Identifying gene mutations linked to bladder cancers and investigating targeted treatments. Improving storage methods to keep intestines healthy for transplant and expand the donor pool. Studying cardiac genetics to develop therapies for cardiomyopathy.

This critical research may be happening at the NC State College of Veterinary Medicine, but it has a direct benefit on human health, too.

“We’re taking the fundamental knowledge that we learn through research and using our expertise and resources to impact human and animal health, whether that’s in a screening mechanism, a new therapeutic or a better diagnostic tool,” says Dr. Michele Battle, head of the college’s Department of Molecular Biomedical Sciences.

Whether conducted at lab benches in the state-of-the-art Research Building, in modern wards at the Veterinary Hospital or in the dynamic fields of the Teaching Animal Unit, a majority of the research happening at the NC State College of Veterinary Medicine is applicable to human health.

“Translational medicine is a two-way street between what we do at the bench and what we see in the clinic,” Battle says. “Many diseases we see in people also occur naturally in animals, and comparative medicine allows us to identify commonalities in diseases across species and solve problems in both animal and human health.”

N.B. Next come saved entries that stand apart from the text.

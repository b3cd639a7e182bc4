//! Cassette inventory collaborator.
//!
//! The session reads counts once at initialization and notifies the
//! inventory after each confirmed dispense outcome. Only dispensed notes
//! decrement the stock: rejected notes land in the reject bin, and their
//! accounting against cassette counts is an operator reconciliation
//! concern, not the session's.

use cashpoint_core::{Denomination, DispenseOutcome};
use std::collections::BTreeMap;
use tracing::warn;

/// Read and decrement cassette note counts.
///
/// Implementations must apply [`record_dispense`](Self::record_dispense)
/// atomically with respect to the settlement the outcome came from:
/// never decrement before the transport confirmed the operation.
pub trait Inventory: Send {
    /// Current stock per denomination.
    fn snapshot(&self) -> Vec<Denomination>;

    /// Apply a confirmed dispense outcome: decrement dispensed counts,
    /// leave rejected counts untouched.
    fn record_dispense(&mut self, outcome: &DispenseOutcome);
}

/// In-memory inventory, for tests and single-process deployments.
#[derive(Debug, Clone, Default, PartialEq, Eq)]
pub struct MemoryInventory {
    counts: BTreeMap<u64, u32>,
}

impl MemoryInventory {
    /// Build from `(face_value, count)` pairs.
    #[must_use]
    pub fn new<I: IntoIterator<Item = (u64, u32)>>(counts: I) -> Self {
        Self {
            counts: counts.into_iter().collect(),
        }
    }

    /// Current count for a denomination.
    #[must_use]
    pub fn count_of(&self, face_value: u64) -> u32 {
        self.counts.get(&face_value).copied().unwrap_or(0)
    }

    /// Total value currently stocked.
    #[must_use]
    pub fn total_value(&self) -> u64 {
        self.counts
            .iter()
            .map(|(face, count)| face * u64::from(*count))
            .sum()
    }
}

impl Inventory for MemoryInventory {
    fn snapshot(&self) -> Vec<Denomination> {
        self.counts
            .iter()
            .filter_map(|(face, count)| Denomination::new(*face, *count).ok())
            .collect()
    }

    fn record_dispense(&mut self, outcome: &DispenseOutcome) {
        for (face, movement) in outcome.iter() {
            if movement.dispensed == 0 {
                continue;
            }
            match self.counts.get_mut(&face) {
                Some(count) if *count >= movement.dispensed => *count -= movement.dispensed,
                Some(count) => {
                    warn!(
                        face,
                        stocked = *count,
                        dispensed = movement.dispensed,
                        "dispense outcome exceeds stocked count, clamping to zero"
                    );
                    *count = 0;
                }
                None => {
                    warn!(face, "dispense outcome names an unstocked denomination");
                }
            }
        }
    }
}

For instance, faculty and graduate students across the Department of Molecular Biomedical Sciences and the Department of Clinical Sciences – including Dr. Jorge Piedrahita, director of the Comparative Medicine Institute – found in 2023 that pig intestinal epithelial stem cells are similar to those within the human intestine. This groundbreaking discovery means that, by studying colorectal cancer in pigs, researchers can better understand the disease in humans, too.

Located inside the Research Triangle, the NC State College of Veterinary Medicine is a neighbor to the nation’s preeminent human medical schools and major pharmaceutical and biotechnical developers, leading to unparalleled interdisciplinary collaborations on health care’s biggest needs.

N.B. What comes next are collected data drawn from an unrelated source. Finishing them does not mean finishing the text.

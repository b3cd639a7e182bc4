//! Property-based tests for the exact-change solver and batch planner.
//!
//! These use proptest to generate realistic cassette ladders and verify
//! the arithmetic invariants hold across the whole input space: plans are
//! exact, infeasibility is never claimed when a decomposition exists, and
//! batch sequences partition their plan.

use cashpoint_core::{Denomination, DispensePlan};
use cashpoint_dispense::{DenominationModel, SolveOutcome, Solver, plan_batches};
use proptest::prelude::*;
use std::num::NonZeroU32;

/// Strategy for a cassette ladder: up to four denominations where each
/// face value divides the next, the way physical cassette sets are loaded
/// (e.g. 500 / 1000 / 5000 / 10000).
fn cassette_ladder() -> impl Strategy<Value = Vec<(u64, u32)>> {
    let base = prop_oneof![Just(500u64), Just(1000u64), Just(2000u64)];
    let steps = prop::collection::vec(prop_oneof![Just(2u64), Just(5u64), Just(10u64)], 0..3);
    let counts = prop::collection::vec(0u32..20, 4);

    (base, steps, counts).prop_map(|(base, steps, counts)| {
        let mut face = base;
        let mut ladder = Vec::new();
        for (i, count) in counts.iter().enumerate() {
            ladder.push((face, *count));
            face *= steps.get(i).copied().unwrap_or(2);
        }
        ladder
    })
}

/// Small ladder variant for the brute-force cross-check: face values and
/// counts kept low so exhaustive reachability stays cheap.
fn small_ladder() -> impl Strategy<Value = Vec<(u64, u32)>> {
    let base = prop_oneof![Just(5u64), Just(10u64), Just(20u64)];
    let steps = prop::collection::vec(prop_oneof![Just(2u64), Just(5u64)], 0..3);
    let counts = prop::collection::vec(0u32..8, 3);

    (base, steps, counts).prop_map(|(base, steps, counts)| {
        let mut face = base;
        let mut ladder = Vec::new();
        for (i, count) in counts.iter().enumerate() {
            ladder.push((face, *count));
            face *= steps.get(i).copied().unwrap_or(2);
        }
        ladder
    })
}

/// Independent bounded-knapsack reachability check, used to confirm
/// infeasibility claims without trusting the solver's own pruning.
fn reachable(entries: &[(u64, u32)], target: u64) -> bool {
    let target = usize::try_from(target).unwrap();
    let mut hits = vec![false; target + 1];
    hits[0] = true;
    for (face, count) in entries {
        let face = usize::try_from(*face).unwrap();
        for _ in 0..*count {
            for value in (face..=target).rev() {
                if hits[value - face] {
                    hits[value] = true;
                }
            }
        }
    }
    hits[target]
}

fn build_solver(entries: &[(u64, u32)]) -> Solver {
    let denominations: Vec<Denomination> = entries
        .iter()
        .map(|(face, count)| Denomination::new(*face, *count).unwrap())
        .collect();
    Solver::new(DenominationModel::prepare(&denominations))
}

proptest! {
    /// Property: every plan the solver returns sums to the target exactly.
    #[test]
    fn prop_plans_are_exact(ladder in cassette_ladder(), seed in 0u64..10_000) {
        let mut solver = build_solver(&ladder);
        let stock: u64 = ladder.iter().map(|(f, c)| f * u64::from(*c)).sum();
        let target = if stock == 0 { 0 } else { (seed * 500) % (stock + 500) };

        if let SolveOutcome::Plan(plan) = solver.solve(target) {
            prop_assert_eq!(plan.total_value(), target);
            // The plan never spends notes the cassettes do not hold.
            for (face, count) in plan.iter() {
                let available: u32 = ladder
                    .iter()
                    .filter(|(f, _)| *f == face)
                    .map(|(_, c)| *c)
                    .sum();
                prop_assert!(count <= available);
            }
        }
    }

    /// Property: infeasible is only reported when no decomposition exists.
    #[test]
    fn prop_infeasibility_is_genuine(ladder in small_ladder(), seed in 0u64..2_000) {
        let mut solver = build_solver(&ladder);
        let stock: u64 = ladder.iter().map(|(f, c)| f * u64::from(*c)).sum();
        let target = if stock == 0 { 0 } else { (seed * 5) % (stock + 5) };

        if solver.solve(target) == SolveOutcome::Infeasible {
            prop_assert!(!reachable(&ladder, target));
        }
    }

    /// Property: a batch sequence partitions its plan and respects the
    /// mechanical limit.
    #[test]
    fn prop_batches_partition_the_plan(
        counts in prop::collection::btree_map(
            prop_oneof![Just(500u64), Just(1000u64), Just(2000u64), Just(10_000u64)],
            1u32..120,
            1..4,
        ),
        limit in 1u32..50,
    ) {
        let plan: DispensePlan = counts.into_iter().collect();
        let batches = plan_batches(&plan, NonZeroU32::new(limit));

        let mut recombined = DispensePlan::new();
        for batch in &batches {
            prop_assert!(batch.note_count() <= limit);
            prop_assert!(batch.note_count() > 0);
            for (face, count) in batch.plan().iter() {
                recombined.add_notes(face, count);
            }
        }
        prop_assert_eq!(recombined, plan);
    }

    /// Property: absent limit, the plan ships as a single identical batch.
    #[test]
    fn prop_no_limit_is_identity(
        counts in prop::collection::btree_map(
            prop_oneof![Just(500u64), Just(2000u64)],
            1u32..50,
            1..3,
        ),
    ) {
        let plan: DispensePlan = counts.into_iter().collect();
        let batches = plan_batches(&plan, None);
        prop_assert_eq!(batches.len(), 1);
        prop_assert_eq!(batches[0].plan(), &plan);
    }
}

From research with whole-body benefits to organ-specific investigations, the college makes a difference in the health of our animal and human communities every single day. Here’s a glimpse of recent life-changing work conducted by our faculty and graduate students. 

Helping Whole-Body Health

Dr. Ken Adler
Dr. Ken Adler, a professor of cell biology, was the first researcher to identify the MARCKS protein’s role in lung cancer progression.

Lung, bladder and colorectal cancers are among the most commonly diagnosed cancers in the United States, affecting approximately 474,000 Americans combined in 2023. Several College of Veterinary Medicine researchers have dedicated their careers to treating and one day potentially eradicating these and other types of cancers.

Dr. Ken Adler, a professor of cell biology, was the first researcher to identify the MARCKS protein’s role in lung cancer progression. Now, the cancer drug he developed to target the protein has shown encouraging results in halting the progression of advanced lung cancer in a phase 2 human clinical trial.

Studying cancer development in companion animals can give us valuable insight into human cancers because pets share our environments and are exposed to many of the same carcinogens.

Dr. Matthew Breen and Dr. Paul Hess understand this well. Breen, the Oscar J. Fletcher Distinguished Professor of Comparative Oncology Genetics, pinpointed novel genetic mutations linked to a subset of canine bladder cancers that could lead to targeted treatments in dogs and humans.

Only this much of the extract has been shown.